Each line below is to be written out once more, precisely as given.
[SUPPLIED DATA]
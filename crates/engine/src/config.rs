//! Engine configuration, loaded from the environment.
//!
//! Every knob has a default, so a bare `reverie-engine` starts without any
//! configuration. Variables use the `REVERIE_` prefix
//! (`REVERIE_PORT=8080`).

use serde::Deserialize;

#[derive(Debug, Clone, Deserialize)]
pub struct EngineConfig {
    #[serde(default = "defaults::host")]
    pub host: String,
    #[serde(default = "defaults::port")]
    pub port: u16,
    /// Maximum nested sub-program depth before a call overflows
    #[serde(default = "defaults::max_call_depth")]
    pub max_call_depth: usize,
    /// Visited-node history kept per execution state
    #[serde(default = "defaults::history_cap")]
    pub history_cap: usize,
    /// Non-suspending steps one call may take before it is presumed stuck
    #[serde(default = "defaults::step_budget")]
    pub step_budget: u32,
    /// Idle minutes before a suspended execution is expired
    #[serde(default = "defaults::retention_minutes")]
    pub retention_minutes: i64,
    /// Seconds between expiry sweeps
    #[serde(default = "defaults::reaper_interval_secs")]
    pub reaper_interval_secs: u64,
}

mod defaults {
    pub fn host() -> String {
        "0.0.0.0".to_string()
    }
    pub fn port() -> u16 {
        3000
    }
    pub fn max_call_depth() -> usize {
        8
    }
    pub fn history_cap() -> usize {
        64
    }
    pub fn step_budget() -> u32 {
        256
    }
    pub fn retention_minutes() -> i64 {
        240
    }
    pub fn reaper_interval_secs() -> u64 {
        300
    }
}

impl Default for EngineConfig {
    fn default() -> Self {
        Self {
            host: defaults::host(),
            port: defaults::port(),
            max_call_depth: defaults::max_call_depth(),
            history_cap: defaults::history_cap(),
            step_budget: defaults::step_budget(),
            retention_minutes: defaults::retention_minutes(),
            reaper_interval_secs: defaults::reaper_interval_secs(),
        }
    }
}

impl EngineConfig {
    pub fn load() -> Result<Self, config::ConfigError> {
        config::Config::builder()
            .add_source(config::Environment::with_prefix("REVERIE"))
            .build()?
            .try_deserialize()
    }
}
//! Time-of-day periods used by condition expressions.

use serde::{Deserialize, Serialize};

#[derive(Debug, Clone, Copy, PartialEq, Eq, Hash, Serialize, Deserialize)]
#[serde(rename_all = "snake_case")]
pub enum TimeOfDay {
    Morning,
    Afternoon,
    Evening,
    Night,
}

impl TimeOfDay {
    pub fn display_name(&self) -> &'static str {
        match self {
            TimeOfDay::Morning => "Morning",
            TimeOfDay::Afternoon => "Afternoon",
            TimeOfDay::Evening => "Evening",
            TimeOfDay::Night => "Night",
        }
    }

    /// Returns the starting hour for this time period.
    pub fn start_hour(&self) -> u8 {
        match self {
            TimeOfDay::Morning => 5,
            TimeOfDay::Afternoon => 12,
            TimeOfDay::Evening => 18,
            TimeOfDay::Night => 22,
        }
    }

    /// Map a clock hour (0-23) to its period.
    pub fn from_hour(hour: u8) -> TimeOfDay {
        match hour {
            5..=11 => TimeOfDay::Morning,
            12..=17 => TimeOfDay::Afternoon,
            18..=21 => TimeOfDay::Evening,
            _ => TimeOfDay::Night,
        }
    }

    /// The lowercase keyword used in condition expressions.
    pub fn keyword(&self) -> &'static str {
        match self {
            TimeOfDay::Morning => "morning",
            TimeOfDay::Afternoon => "afternoon",
            TimeOfDay::Evening => "evening",
            TimeOfDay::Night => "night",
        }
    }

    /// Returns all periods in order.
    pub fn all() -> [TimeOfDay; 4] {
        [
            TimeOfDay::Morning,
            TimeOfDay::Afternoon,
            TimeOfDay::Evening,
            TimeOfDay::Night,
        ]
    }
}

impl std::fmt::Display for TimeOfDay {
    fn fmt(&self, f: &mut std::fmt::Formatter<'_>) -> std::fmt::Result {
        write!(f, "{}", self.display_name())
    }
}

impl std::str::FromStr for TimeOfDay {
    type Err = String;

    fn from_str(s: &str) -> Result<Self, Self::Err> {
        match s.to_lowercase().as_str() {
            "morning" => Ok(TimeOfDay::Morning),
            "afternoon" => Ok(TimeOfDay::Afternoon),
            "evening" => Ok(TimeOfDay::Evening),
            "night" => Ok(TimeOfDay::Night),
            _ => Err(format!("Unknown time of day: {}", s)),
        }
    }
}

#[cfg(test)]
mod tests {
    use super::*;

    #[test]
    fn test_from_hour_boundaries() {
        assert_eq!(TimeOfDay::from_hour(5), TimeOfDay::Morning);
        assert_eq!(TimeOfDay::from_hour(11), TimeOfDay::Morning);
        assert_eq!(TimeOfDay::from_hour(12), TimeOfDay::Afternoon);
        assert_eq!(TimeOfDay::from_hour(18), TimeOfDay::Evening);
        assert_eq!(TimeOfDay::from_hour(22), TimeOfDay::Night);
        assert_eq!(TimeOfDay::from_hour(3), TimeOfDay::Night);
    }

    #[test]
    fn test_parse() {
        assert_eq!("evening".parse::<TimeOfDay>().ok(), Some(TimeOfDay::Evening));
        assert_eq!("NIGHT".parse::<TimeOfDay>().ok(), Some(TimeOfDay::Night));
        assert!("dusk".parse::<TimeOfDay>().is_err());
    }
}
[/SUPPLIED DATA]
* [EXERCISE ANSWER]
filename crates/engine/src/config.rs
//! Engine configuration, loaded from the environment.
//!
//! Every knob has a default, so a bare `reverie-engine` starts without any
//! configuration. Variables use the `REVERIE_` prefix
//! (`REVERIE_PORT=8080`).

use serde::Deserialize;

#[derive(Debug, Clone, Deserialize)]
pub struct EngineConfig {
    #[serde(default = "defaults::host")]
    pub host: String,
    #[serde(default = "defaults::port")]
    pub port: u16,
    /// Maximum nested sub-program depth before a call overflows
    #[serde(default = "defaults::max_call_depth")]
    pub max_call_depth: usize,
    /// Visited-node history kept per execution state
    #[serde(default = "defaults::history_cap")]
    pub history_cap: usize,
    /// Non-suspending steps one call may take before it is presumed stuck
    #[serde(default = "defaults::step_budget")]
    pub step_budget: u32,
    /// Idle minutes before a suspended execution is expired
    #[serde(default = "defaults::retention_minutes")]
    pub retention_minutes: i64,
    /// Seconds between expiry sweeps
    #[serde(default = "defaults::reaper_interval_secs")]
    pub reaper_interval_secs: u64,
}

mod defaults {
    pub fn host() -> String {
        "0.0.0.0".to_string()
    }
    pub fn port() -> u16 {
        3000
    }
    pub fn max_call_depth() -> usize {
        8
    }
    pub fn history_cap() -> usize {
        64
    }
    pub fn step_budget() -> u32 {
        256
    }
    pub fn retention_minutes() -> i64 {
        240
    }
    pub fn reaper_interval_secs() -> u64 {
        300
    }
}

impl Default for EngineConfig {
    fn default() -> Self {
        Self {
            host: defaults::host(),
            port: defaults::port(),
            max_call_depth: defaults::max_call_depth(),
            history_cap: defaults::history_cap(),
            step_budget: defaults::step_budget(),
            retention_minutes: defaults::retention_minutes(),
            reaper_interval_secs: defaults::reaper_interval_secs(),
        }
    }
}

impl EngineConfig {
    pub fn load() -> Result<Self, config::ConfigError> {
        config::Config::builder()
            .add_source(config::Environment::with_prefix("REVERIE"))
            .build()?
            .try_deserialize()
    }
}
//! Time-of-day periods used by condition expressions.

use serde::{Deserialize, Serialize};

#[derive(Debug, Clone, Copy, PartialEq, Eq, Hash, Serialize, Deserialize)]
#[serde(rename_all = "snake_case")]
pub enum TimeOfDay {
    Morning,
    Afternoon,
    Evening,
    Night,
}

impl TimeOfDay {
    pub fn display_name(&self) -> &'static str {
        match self {
            TimeOfDay::Morning => "Morning",
            TimeOfDay::Afternoon => "Afternoon",
            TimeOfDay::Evening => "Evening",
            TimeOfDay::Night => "Night",
        }
    }

    /// Returns the starting hour for this time period.
    pub fn start_hour(&self) -> u8 {
        match self {
            TimeOfDay::Morning => 5,
            TimeOfDay::Afternoon => 12,
            TimeOfDay::Evening => 18,
            TimeOfDay::Night => 22,
        }
    }

    /// Map a clock hour (0-23) to its period.
    pub fn from_hour(hour: u8) -> TimeOfDay {
        match hour {
            5..=11 => TimeOfDay::Morning,
            12..=17 => TimeOfDay::Afternoon,
            18..=21 => TimeOfDay::Evening,
            _ => TimeOfDay::Night,
        }
    }

    /// The lowercase keyword used in condition expressions.
    pub fn keyword(&self) -> &'static str {
        match self {
            TimeOfDay::Morning => "morning",
            TimeOfDay::Afternoon => "afternoon",
            TimeOfDay::Evening => "evening",
            TimeOfDay::Night => "night",
        }
    }

    /// Returns all periods in order.
    pub fn all() -> [TimeOfDay; 4] {
        [
            TimeOfDay::Morning,
            TimeOfDay::Afternoon,
            TimeOfDay::Evening,
            TimeOfDay::Night,
        ]
    }
}

impl std::fmt::Display for TimeOfDay {
    fn fmt(&self, f: &mut std::fmt::Formatter<'_>) -> std::fmt::Result {
        write!(f, "{}", self.display_name())
    }
}

impl std::str::FromStr for TimeOfDay {
    type Err = String;

    fn from_str(s: &str) -> Result<Self, Self::Err> {
        match s.to_lowercase().as_str() {
            "morning" => Ok(TimeOfDay::Morning),
            "afternoon" => Ok(TimeOfDay::Afternoon),
            "evening" => Ok(TimeOfDay::Evening),
            "night" => Ok(TimeOfDay::Night),
            _ => Err(format!("Unknown time of day: {}", s)),
        }
    }
}

#[cfg(test)]
mod tests {
    use super::*;

    #[test]
    fn test_from_hour_boundaries() {
        assert_eq!(TimeOfDay::from_hour(5), TimeOfDay::Morning);
        assert_eq!(TimeOfDay::from_hour(11), TimeOfDay::Morning);
        assert_eq!(TimeOfDay::from_hour(12), TimeOfDay::Afternoon);
        assert_eq!(TimeOfDay::from_hour(18), TimeOfDay::Evening);
        assert_eq!(TimeOfDay::from_hour(22), TimeOfDay::Night);
        assert_eq!(TimeOfDay::from_hour(3), TimeOfDay::Night);
    }

    #[test]
    fn test_parse() {
        assert_eq!("evening".parse::<TimeOfDay>().ok(), Some(TimeOfDay::Evening));
        assert_eq!("NIGHT".parse::<TimeOfDay>().ok(), Some(TimeOfDay::Night));
        assert!("dusk".parse::<TimeOfDay>().is_err());
    }
}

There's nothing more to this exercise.